### EXERCISE REQUIREMENTS
State the number of lines in the listing below that contain the word "command", and nothing besides.

# # # # #

//! Shared utilities for argument processing.

/// What: Determine the log level based on command-line arguments.
///
/// Inputs:
/// - `args`: Parsed command-line arguments.
///
/// Output:
/// - Log level string (trace, debug, info, warn, error).
///
/// Details:
/// - The verbose flag overrides `--log-level`.
#[must_use]
pub fn determine_log_level(args: &crate::args::Args) -> String {
    if args.verbose {
        "debug".to_string()
    } else {
        args.log_level.clone()
    }
}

# # # # #

### TASK RESULT
2